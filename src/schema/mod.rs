//! Type registry: record kinds, their storage contracts and the
//! reserved names of the container layout.

pub mod keys;
mod kind;

pub use kind::{LeafContract, RecordKind};
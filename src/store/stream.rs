//! Little-endian byte streams for container images.

use std::io::{Cursor, Read, Write};

use byteorder::{LittleEndian, ReadBytesExt, WriteBytesExt};

use crate::util::{Error, Result};

/// Output stream tracking its write position.
pub struct OStream<W: Write> {
    writer: W,
    pos: u64,
}

impl<W: Write> OStream<W> {
    pub fn new(writer: W) -> Self {
        Self { writer, pos: 0 }
    }

    /// Get the current write position.
    #[inline]
    pub fn pos(&self) -> u64 {
        self.pos
    }

    /// Write bytes and advance position.
    pub fn write_bytes(&mut self, data: &[u8]) -> Result<()> {
        self.writer.write_all(data)?;
        self.pos += data.len() as u64;
        Ok(())
    }

    pub fn write_u8(&mut self, value: u8) -> Result<()> {
        self.writer.write_u8(value)?;
        self.pos += 1;
        Ok(())
    }

    pub fn write_u16(&mut self, value: u16) -> Result<()> {
        self.writer.write_u16::<LittleEndian>(value)?;
        self.pos += 2;
        Ok(())
    }

    pub fn write_u32(&mut self, value: u32) -> Result<()> {
        self.writer.write_u32::<LittleEndian>(value)?;
        self.pos += 4;
        Ok(())
    }

    pub fn write_u64(&mut self, value: u64) -> Result<()> {
        self.writer.write_u64::<LittleEndian>(value)?;
        self.pos += 8;
        Ok(())
    }

    pub fn write_i64(&mut self, value: i64) -> Result<()> {
        self.writer.write_i64::<LittleEndian>(value)?;
        self.pos += 8;
        Ok(())
    }

    pub fn write_f32(&mut self, value: f32) -> Result<()> {
        self.writer.write_f32::<LittleEndian>(value)?;
        self.pos += 4;
        Ok(())
    }

    pub fn write_f64(&mut self, value: f64) -> Result<()> {
        self.writer.write_f64::<LittleEndian>(value)?;
        self.pos += 8;
        Ok(())
    }

    /// Write a length-prefixed (u32) UTF-8 string.
    pub fn write_str(&mut self, s: &str) -> Result<()> {
        self.write_len(s.len())?;
        self.write_bytes(s.as_bytes())
    }

    /// Write a u32 element count.
    pub fn write_len(&mut self, len: usize) -> Result<()> {
        let len = u32::try_from(len).map_err(|_| Error::other(format!("length {} exceeds u32", len)))?;
        self.write_u32(len)
    }

    pub fn into_inner(self) -> W {
        self.writer
    }
}

/// Input stream over an in-memory image.
///
/// Running past the end is reported as a corrupt image, not an I/O error.
pub struct IStream<'a> {
    cursor: Cursor<&'a [u8]>,
}

impl<'a> IStream<'a> {
    pub fn new(data: &'a [u8]) -> Self {
        Self { cursor: Cursor::new(data) }
    }

    #[inline]
    pub fn pos(&self) -> u64 {
        self.cursor.position()
    }

    /// Bytes left to read.
    pub fn remaining(&self) -> usize {
        let len = self.cursor.get_ref().len() as u64;
        len.saturating_sub(self.cursor.position()) as usize
    }

    pub fn read_u8(&mut self) -> Result<u8> {
        self.cursor.read_u8().map_err(|e| truncated(e, self.pos()))
    }

    pub fn read_u16(&mut self) -> Result<u16> {
        self.cursor.read_u16::<LittleEndian>().map_err(|e| truncated(e, self.pos()))
    }

    pub fn read_u32(&mut self) -> Result<u32> {
        self.cursor.read_u32::<LittleEndian>().map_err(|e| truncated(e, self.pos()))
    }

    pub fn read_u64(&mut self) -> Result<u64> {
        self.cursor.read_u64::<LittleEndian>().map_err(|e| truncated(e, self.pos()))
    }

    pub fn read_i64(&mut self) -> Result<i64> {
        self.cursor.read_i64::<LittleEndian>().map_err(|e| truncated(e, self.pos()))
    }

    pub fn read_f32(&mut self) -> Result<f32> {
        self.cursor.read_f32::<LittleEndian>().map_err(|e| truncated(e, self.pos()))
    }

    pub fn read_f64(&mut self) -> Result<f64> {
        self.cursor.read_f64::<LittleEndian>().map_err(|e| truncated(e, self.pos()))
    }

    /// Read a u32 element count, rejecting counts the rest of the image
    /// cannot possibly hold.
    pub fn read_len(&mut self, min_item_size: usize) -> Result<usize> {
        let len = self.read_u32()? as usize;
        if len.saturating_mul(min_item_size) > self.remaining() {
            return Err(Error::invalid(format!(
                "count {} at offset {} overruns the image",
                len,
                self.pos()
            )));
        }
        Ok(len)
    }

    pub fn read_bytes(&mut self, len: usize) -> Result<Vec<u8>> {
        if len > self.remaining() {
            return Err(Error::invalid(format!(
                "{} bytes at offset {} overrun the image",
                len,
                self.pos()
            )));
        }
        let mut buf = vec![0u8; len];
        self.cursor.read_exact(&mut buf)?;
        Ok(buf)
    }

    pub fn read_str(&mut self) -> Result<String> {
        let len = self.read_len(1)?;
        Ok(String::from_utf8(self.read_bytes(len)?)?)
    }
}

fn truncated(e: std::io::Error, pos: u64) -> Error {
    if e.kind() == std::io::ErrorKind::UnexpectedEof {
        Error::invalid(format!("image truncated at offset {}", pos))
    } else {
        Error::Io(e)
    }
}
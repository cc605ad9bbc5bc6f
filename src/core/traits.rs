//! The storage capability trait and the group handle built on it.
//!
//! Codecs and the container index only ever talk to a [`Store`] through
//! these few operations, so any hierarchical attributed store can back
//! a container without touching the encode logic.

use crate::codec::Encode;
use crate::core::{AttrValue, Attributes};
use crate::util::{Error, NdArray, Result};

/// Handle to a node inside a [`Store`].
#[derive(Clone, Copy, Debug, PartialEq, Eq, Hash, PartialOrd, Ord)]
pub struct NodeId(pub(crate) usize);

impl NodeId {
    /// Raw arena index.
    #[inline]
    pub fn index(self) -> usize {
        self.0
    }
}

/// Node flavor: an inner group or a dataset leaf.
#[derive(Clone, Copy, Debug, PartialEq, Eq)]
pub enum NodeKind {
    Group,
    Dataset,
}

/// Hierarchical attributed store: a tree of named groups holding named
/// dataset leaves, with attributes on every node.
pub trait Store {
    /// The root group.
    fn root(&self) -> NodeId;

    /// Kind of a node, or None for a stale id.
    fn node_kind(&self, node: NodeId) -> Option<NodeKind>;

    /// Look up a direct child by name.
    fn child(&self, parent: NodeId, name: &str) -> Option<NodeId>;

    /// Names of all direct children, in creation order.
    fn child_names(&self, parent: NodeId) -> Result<Vec<String>>;

    /// Create a child group. Fails with `DuplicateKey` if the name is taken.
    fn create_group(&mut self, parent: NodeId, name: &str) -> Result<NodeId>;

    /// Create a child dataset leaf. Fails with `DuplicateKey` if the name is taken.
    fn create_dataset(&mut self, parent: NodeId, name: &str, data: NdArray) -> Result<NodeId>;

    /// Payload of a dataset leaf.
    fn dataset(&self, node: NodeId) -> Result<&NdArray>;

    /// Attributes of any node.
    fn attrs(&self, node: NodeId) -> Result<&Attributes>;

    /// Set one attribute on any node.
    fn set_attr(&mut self, node: NodeId, key: &str, value: AttrValue) -> Result<()>;

    /// Remove a child (and its subtree) from a group.
    fn unlink(&mut self, parent: NodeId, name: &str) -> Result<()>;

    /// Flush and release the underlying resource.
    fn close(&mut self) -> Result<()>;

    /// Resolve a slash-separated path from the root.
    fn resolve(&self, path: &str) -> Option<NodeId> {
        path.split('/')
            .filter(|s| !s.is_empty())
            .try_fold(self.root(), |node, name| self.child(node, name))
    }
}

/// Mutable handle to one group of a store.
///
/// Obtained from the container index; record codecs populate it.
pub struct Group<'a> {
    store: &'a mut dyn Store,
    id: NodeId,
}

impl<'a> Group<'a> {
    /// Wrap a group node. Fails if `id` is not a group.
    pub fn new(store: &'a mut dyn Store, id: NodeId) -> Result<Self> {
        match store.node_kind(id) {
            Some(NodeKind::Group) => Ok(Self { store, id }),
            Some(NodeKind::Dataset) => Err(Error::other(format!("node {:?} is a dataset", id))),
            None => Err(Error::NotFound(format!("node {:?}", id))),
        }
    }

    #[inline]
    pub fn id(&self) -> NodeId {
        self.id
    }

    /// Read access to the whole store.
    pub fn store(&self) -> &dyn Store {
        &*self.store
    }

    pub fn contains(&self, name: &str) -> bool {
        self.store.child(self.id, name).is_some()
    }

    pub fn child_names(&self) -> Result<Vec<String>> {
        self.store.child_names(self.id)
    }

    pub fn attrs(&self) -> Result<&Attributes> {
        self.store.attrs(self.id)
    }

    pub fn set_attr(&mut self, key: &str, value: impl Into<AttrValue>) -> Result<()> {
        self.store.set_attr(self.id, key, value.into())
    }

    /// Create a child group carrying `attrs`.
    pub fn create_group(&mut self, name: &str, attrs: Attributes) -> Result<Group<'_>> {
        let id = self.store.create_group(self.id, name)?;
        write_attrs(&mut *self.store, id, attrs)?;
        Ok(Group { store: &mut *self.store, id })
    }

    /// Open a child group, creating it if it does not exist yet.
    pub fn require_group(&mut self, name: &str) -> Result<Group<'_>> {
        let id = match self.store.child(self.id, name) {
            Some(id) => id,
            None => self.store.create_group(self.id, name)?,
        };
        Group::new(&mut *self.store, id)
    }

    /// Create a child dataset carrying `attrs`.
    pub fn create_dataset(&mut self, name: &str, data: NdArray, attrs: Attributes) -> Result<NodeId> {
        let id = self.store.create_dataset(self.id, name, data)?;
        write_attrs(&mut *self.store, id, attrs)?;
        Ok(id)
    }

    /// Encode one record under `tag`.
    pub fn write<R: Encode + ?Sized>(&mut self, tag: &str, record: &R) -> Result<()> {
        record.encode(self, tag)
    }
}

fn write_attrs(store: &mut dyn Store, id: NodeId, attrs: Attributes) -> Result<()> {
    for (key, value) in attrs.iter() {
        store.set_attr(id, key, value.clone())?;
    }
    Ok(())
}
//! Image records: mono, color, color+alpha, depth and disparity.

use super::{base_attrs, Encode, Stamp};
use crate::core::Group;
use crate::schema::keys::{ATTR_BASELINE, ATTR_FRAME_ID};
use crate::schema::RecordKind;
use crate::util::{NdArray, Result};

/// Pixel layout of an [`Image`].
#[derive(Clone, Copy, Debug, PartialEq, Eq, Hash)]
pub enum ImageEncoding {
    /// `(H, W)` uint8
    Mono8,
    /// `(H, W)` uint16
    Mono16,
    /// `(H, W, 3)` uint8
    Bgr8,
    /// `(H, W, 3)` uint8
    Rgb8,
    /// `(H, W, 4)` uint8
    Bgra8,
    /// `(H, W, 4)` uint8
    Rgba8,
    /// `(H, W)` float32, metres
    Depth,
}

impl ImageEncoding {
    pub const fn kind(self) -> RecordKind {
        match self {
            Self::Mono8 => RecordKind::Mono8,
            Self::Mono16 => RecordKind::Mono16,
            Self::Bgr8 => RecordKind::Bgr8,
            Self::Rgb8 => RecordKind::Rgb8,
            Self::Bgra8 => RecordKind::Bgra8,
            Self::Rgba8 => RecordKind::Rgba8,
            Self::Depth => RecordKind::Depth,
        }
    }
}

/// A camera image anchored in a coordinate frame.
#[derive(Clone, Debug, PartialEq)]
pub struct Image {
    encoding: ImageEncoding,
    data: NdArray,
    frame_id: String,
    stamp: Stamp,
}

impl Image {
    pub fn new(encoding: ImageEncoding, data: NdArray, frame_id: impl Into<String>) -> Self {
        Self {
            encoding,
            data,
            frame_id: frame_id.into(),
            stamp: Stamp::UNTIMED,
        }
    }

    pub fn with_stamp(mut self, stamp: Stamp) -> Self {
        self.stamp = stamp;
        self
    }

    pub fn encoding(&self) -> ImageEncoding {
        self.encoding
    }

    pub fn data(&self) -> &NdArray {
        &self.data
    }

    pub fn frame_id(&self) -> &str {
        &self.frame_id
    }
}

impl Encode for Image {
    fn kind(&self) -> RecordKind {
        self.encoding.kind()
    }

    fn validate(&self) -> Result<()> {
        self.kind().check(&self.data)
    }

    fn write_validated(&self, group: &mut Group<'_>, tag: &str) -> Result<()> {
        let attrs = base_attrs(self.kind(), self.stamp).with(ATTR_FRAME_ID, self.frame_id.as_str());
        group.create_dataset(tag, self.data.clone(), attrs)?;
        Ok(())
    }
}

/// Stereo disparity map, `(H, W)` float32, with the rig baseline.
#[derive(Clone, Debug, PartialEq)]
pub struct DisparityImage {
    data: NdArray,
    frame_id: String,
    baseline: f64,
    stamp: Stamp,
}

impl DisparityImage {
    /// `baseline` is the stereo baseline in metres.
    pub fn new(data: NdArray, frame_id: impl Into<String>, baseline: f64) -> Self {
        Self {
            data,
            frame_id: frame_id.into(),
            baseline,
            stamp: Stamp::UNTIMED,
        }
    }

    pub fn with_stamp(mut self, stamp: Stamp) -> Self {
        self.stamp = stamp;
        self
    }

    pub fn baseline(&self) -> f64 {
        self.baseline
    }
}

impl Encode for DisparityImage {
    fn kind(&self) -> RecordKind {
        RecordKind::Disparity
    }

    fn validate(&self) -> Result<()> {
        RecordKind::Disparity.check(&self.data)
    }

    fn write_validated(&self, group: &mut Group<'_>, tag: &str) -> Result<()> {
        let attrs = base_attrs(RecordKind::Disparity, self.stamp)
            .with(ATTR_FRAME_ID, self.frame_id.as_str())
            .with(ATTR_BASELINE, self.baseline);
        group.create_dataset(tag, self.data.clone(), attrs)?;
        Ok(())
    }
}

----------

WHAT IS NEEDED
Out of the data above, transcribe exactly and only the lines starting with the line that has "fn resolve(&self, path: &str)" and going on through the line that has "pub fn require_group(&mut", both included.

YOUR SOLUTION
    fn resolve(&self, path: &str) -> Option<NodeId> {
        path.split('/')
            .filter(|s| !s.is_empty())
            .try_fold(self.root(), |node, name| self.child(node, name))
    }
}

/// Mutable handle to one group of a store.
///
/// Obtained from the container index; record codecs populate it.
pub struct Group<'a> {
    store: &'a mut dyn Store,
    id: NodeId,
}

impl<'a> Group<'a> {
    /// Wrap a group node. Fails if `id` is not a group.
    pub fn new(store: &'a mut dyn Store, id: NodeId) -> Result<Self> {
        match store.node_kind(id) {
            Some(NodeKind::Group) => Ok(Self { store, id }),
            Some(NodeKind::Dataset) => Err(Error::other(format!("node {:?} is a dataset", id))),
            None => Err(Error::NotFound(format!("node {:?}", id))),
        }
    }

    #[inline]
    pub fn id(&self) -> NodeId {
        self.id
    }

    /// Read access to the whole store.
    pub fn store(&self) -> &dyn Store {
        &*self.store
    }

    pub fn contains(&self, name: &str) -> bool {
        self.store.child(self.id, name).is_some()
    }

    pub fn child_names(&self) -> Result<Vec<String>> {
        self.store.child_names(self.id)
    }

    pub fn attrs(&self) -> Result<&Attributes> {
        self.store.attrs(self.id)
    }

    pub fn set_attr(&mut self, key: &str, value: impl Into<AttrValue>) -> Result<()> {
        self.store.set_attr(self.id, key, value.into())
    }

    /// Create a child group carrying `attrs`.
    pub fn create_group(&mut self, name: &str, attrs: Attributes) -> Result<Group<'_>> {
        let id = self.store.create_group(self.id, name)?;
        write_attrs(&mut *self.store, id, attrs)?;
        Ok(Group { store: &mut *self.store, id })
    }

    /// Open a child group, creating it if it does not exist yet.
    pub fn require_group(&mut self, name: &str) -> Result<Group<'_>> {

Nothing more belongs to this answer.